Required action: The answer should be an exact copy of the lines from the line with "everything after them." through the last line of the entries, and no other lines.

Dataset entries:
+ + + +
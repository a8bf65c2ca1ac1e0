//! # raftlog Core
//!
//! A crash-safe, append-only journal for replicated state machine entries.
//!
//! This crate provides:
//! - Segment files with a fixed 64-byte descriptor and checksummed entries
//! - A sparse per-segment index for seeking to an entry
//! - [`SegmentedJournal`] with one [`EntryWriter`] and many [`EntryReader`]s
//! - Segment rollover, compaction, and truncation back to any uncommitted index
//! - Disk and memory-mapped storage levels from `raftlog_storage`
//!
//! ## Crash Recovery
//!
//! Opening a journal scans every segment. The first position in a segment
//! that does not hold a valid entry ends that segment, so a write torn by a
//! crash is dropped. Segments that do not continue the index chain of their
//! predecessor are deleted along with everything after them.
//!
//! ## Example
//!
//! ```rust
//! use raftlog_core::{BytesMapper, JournalConfig, SegmentedJournal, StorageLevel};
//!
//! let dir = tempfile::tempdir().unwrap();
//! let config = JournalConfig::new()
//!     .name("raft")
//!     .directory(dir.path())
//!     .storage_level(StorageLevel::Mapped)
//!     .max_segment_size(64 * 1024);
//! let journal = SegmentedJournal::open(config).unwrap();
//!
//! let mut writer = journal.writer().unwrap();
//! writer.append(&BytesMapper, &b"set x = 1"[..]).unwrap();
//! writer.commit(1).unwrap();
//!
//! let mut reader = journal.open_commits_reader(1).unwrap();
//! assert_eq!(reader.next(&BytesMapper).unwrap().unwrap(), b"set x = 1");
//! assert!(reader.next(&BytesMapper).unwrap().is_none());
//! ```

#![deny(unsafe_code)]
#![warn(missing_docs)]

mod config;
mod dir;
mod error;
mod journal;
mod mapper;
pub mod segment;

pub use config::{
    JournalConfig, DEFAULT_INDEX_DENSITY, DEFAULT_MAX_ENTRIES_PER_SEGMENT, DEFAULT_MAX_ENTRY_SIZE,
    DEFAULT_MAX_SEGMENT_SIZE, DEFAULT_NAME,
};
pub use dir::{list_segment_files, JournalDir};
pub use error::{JournalError, JournalResult};
pub use journal::{EntryReader, EntryWriter, SegmentedJournal};
pub use mapper::{BytesMapper, CborMapper, FromBytesMapper, Indexed, ToBytesMapper};
pub use segment::{SegmentDescriptor, SegmentFile, SegmentInfo};

pub use raftlog_storage::StorageLevel;

/// Crate version.
pub const VERSION: &str = env!("CARGO_PKG_VERSION");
+ + + +
Answer for the task:
//! predecessor are deleted along with everything after them.
//!
//! ## Example
//!
//! ```rust
//! use raftlog_core::{BytesMapper, JournalConfig, SegmentedJournal, StorageLevel};
//!
//! let dir = tempfile::tempdir().unwrap();
//! let config = JournalConfig::new()
//!     .name("raft")
//!     .directory(dir.path())
//!     .storage_level(StorageLevel::Mapped)
//!     .max_segment_size(64 * 1024);
//! let journal = SegmentedJournal::open(config).unwrap();
//!
//! let mut writer = journal.writer().unwrap();
//! writer.append(&BytesMapper, &b"set x = 1"[..]).unwrap();
//! writer.commit(1).unwrap();
//!
//! let mut reader = journal.open_commits_reader(1).unwrap();
//! assert_eq!(reader.next(&BytesMapper).unwrap().unwrap(), b"set x = 1");
//! assert!(reader.next(&BytesMapper).unwrap().is_none());
//! ```

#![deny(unsafe_code)]
#![warn(missing_docs)]

mod config;
mod dir;
mod error;
mod journal;
mod mapper;
pub mod segment;

pub use config::{
    JournalConfig, DEFAULT_INDEX_DENSITY, DEFAULT_MAX_ENTRIES_PER_SEGMENT, DEFAULT_MAX_ENTRY_SIZE,
    DEFAULT_MAX_SEGMENT_SIZE, DEFAULT_NAME,
};
pub use dir::{list_segment_files, JournalDir};
pub use error::{JournalError, JournalResult};
pub use journal::{EntryReader, EntryWriter, SegmentedJournal};
pub use mapper::{BytesMapper, CborMapper, FromBytesMapper, Indexed, ToBytesMapper};
pub use segment::{SegmentDescriptor, SegmentFile, SegmentInfo};

pub use raftlog_storage::StorageLevel;

/// Crate version.
pub const VERSION: &str = env!("CARGO_PKG_VERSION");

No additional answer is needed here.